What is expected:
Could you return every record below without changing a word?

Provided data:
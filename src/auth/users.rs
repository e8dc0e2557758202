use rusqlite::{params, Connection, OptionalExtension, Row};

use crate::db::models::User;

const USER_COLUMNS: &str =
    "id, username, email, first_name, last_name, password_hash, is_admin, created_at";

/// Editable profile fields.
#[derive(Debug, Clone, PartialEq, Eq)]
pub struct Profile {
    pub username: String,
    pub email: String,
    pub first_name: String,
    pub last_name: String,
}

pub(crate) fn map_user(row: &Row<'_>) -> rusqlite::Result<User> {
    Ok(User {
        id: row.get(0)?,
        username: row.get(1)?,
        email: row.get(2)?,
        first_name: row.get(3)?,
        last_name: row.get(4)?,
        password_hash: row.get(5)?,
        is_admin: row.get(6)?,
        created_at: row.get(7)?,
    })
}

pub fn insert(
    conn: &Connection,
    profile: &Profile,
    password_hash: &str,
    is_admin: bool,
) -> rusqlite::Result<User> {
    let id = uuid::Uuid::now_v7().to_string();
    conn.execute(
        "INSERT INTO users (id, username, email, first_name, last_name, password_hash, is_admin)
         VALUES (?1, ?2, ?3, ?4, ?5, ?6, ?7)",
        params![
            id,
            profile.username,
            profile.email,
            profile.first_name,
            profile.last_name,
            password_hash,
            is_admin
        ],
    )?;

    conn.query_row(
        &format!("SELECT {} FROM users WHERE id = ?1", USER_COLUMNS),
        params![id],
        map_user,
    )
}

pub fn find_by_id(conn: &Connection, id: &str) -> rusqlite::Result<Option<User>> {
    conn.query_row(
        &format!("SELECT {} FROM users WHERE id = ?1", USER_COLUMNS),
        params![id],
        map_user,
    )
    .optional()
}

pub fn find_by_username(conn: &Connection, username: &str) -> rusqlite::Result<Option<User>> {
    conn.query_row(
        &format!("SELECT {} FROM users WHERE username = ?1", USER_COLUMNS),
        params![username],
        map_user,
    )
    .optional()
}

/// Whether another account already uses `username`.
pub fn username_taken(
    conn: &Connection,
    username: &str,
    except_id: Option<&str>,
) -> rusqlite::Result<bool> {
    conn.query_row(
        "SELECT COUNT(*) > 0 FROM users WHERE username = ?1 AND id != ?2",
        params![username, except_id.unwrap_or("")],
        |row| row.get(0),
    )
}

pub fn update_profile(conn: &Connection, id: &str, profile: &Profile) -> rusqlite::Result<usize> {
    conn.execute(
        "UPDATE users SET username = ?1, email = ?2, first_name = ?3, last_name = ?4
         WHERE id = ?5",
        params![
            profile.username,
            profile.email,
            profile.first_name,
            profile.last_name,
            id
        ],
    )
}

pub fn set_password_hash(conn: &Connection, id: &str, password_hash: &str) -> rusqlite::Result<usize> {
    conn.execute(
        "UPDATE users SET password_hash = ?1 WHERE id = ?2",
        params![password_hash, id],
    )
}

Your response:
filename src/auth/users.rs
repository e8dc0e2557758202
use rusqlite::{params, Connection, OptionalExtension, Row};

use crate::db::models::User;

const USER_COLUMNS: &str =
    "id, username, email, first_name, last_name, password_hash, is_admin, created_at";

/// Editable profile fields.
#[derive(Debug, Clone, PartialEq, Eq)]
pub struct Profile {
    pub username: String,
    pub email: String,
    pub first_name: String,
    pub last_name: String,
}

pub(crate) fn map_user(row: &Row<'_>) -> rusqlite::Result<User> {
    Ok(User {
        id: row.get(0)?,
        username: row.get(1)?,
        email: row.get(2)?,
        first_name: row.get(3)?,
        last_name: row.get(4)?,
        password_hash: row.get(5)?,
        is_admin: row.get(6)?,
        created_at: row.get(7)?,
    })
}

pub fn insert(
    conn: &Connection,
    profile: &Profile,
    password_hash: &str,
    is_admin: bool,
) -> rusqlite::Result<User> {
    let id = uuid::Uuid::now_v7().to_string();
    conn.execute(
        "INSERT INTO users (id, username, email, first_name, last_name, password_hash, is_admin)
         VALUES (?1, ?2, ?3, ?4, ?5, ?6, ?7)",
        params![
            id,
            profile.username,
            profile.email,
            profile.first_name,
            profile.last_name,
            password_hash,
            is_admin
        ],
    )?;

    conn.query_row(
        &format!("SELECT {} FROM users WHERE id = ?1", USER_COLUMNS),
        params![id],
        map_user,
    )
}

pub fn find_by_id(conn: &Connection, id: &str) -> rusqlite::Result<Option<User>> {
    conn.query_row(
        &format!("SELECT {} FROM users WHERE id = ?1", USER_COLUMNS),
        params![id],
        map_user,
    )
    .optional()
}

pub fn find_by_username(conn: &Connection, username: &str) -> rusqlite::Result<Option<User>> {
    conn.query_row(
        &format!("SELECT {} FROM users WHERE username = ?1", USER_COLUMNS),
        params![username],
        map_user,
    )
    .optional()
}

/// Whether another account already uses `username`.
pub fn username_taken(
    conn: &Connection,
    username: &str,
    except_id: Option<&str>,
) -> rusqlite::Result<bool> {
    conn.query_row(
        "SELECT COUNT(*) > 0 FROM users WHERE username = ?1 AND id != ?2",
        params![username, except_id.unwrap_or("")],
        |row| row.get(0),
    )
}

pub fn update_profile(conn: &Connection, id: &str, profile: &Profile) -> rusqlite::Result<usize> {
    conn.execute(
        "UPDATE users SET username = ?1, email = ?2, first_name = ?3, last_name = ?4
         WHERE id = ?5",
        params![
            profile.username,
            profile.email,
            profile.first_name,
            profile.last_name,
            id
        ],
    )
}

pub fn set_password_hash(conn: &Connection, id: &str, password_hash: &str) -> rusqlite::Result<usize> {
    conn.execute(
        "UPDATE users SET password_hash = ?1 WHERE id = ?2",
        params![password_hash, id],
    )
}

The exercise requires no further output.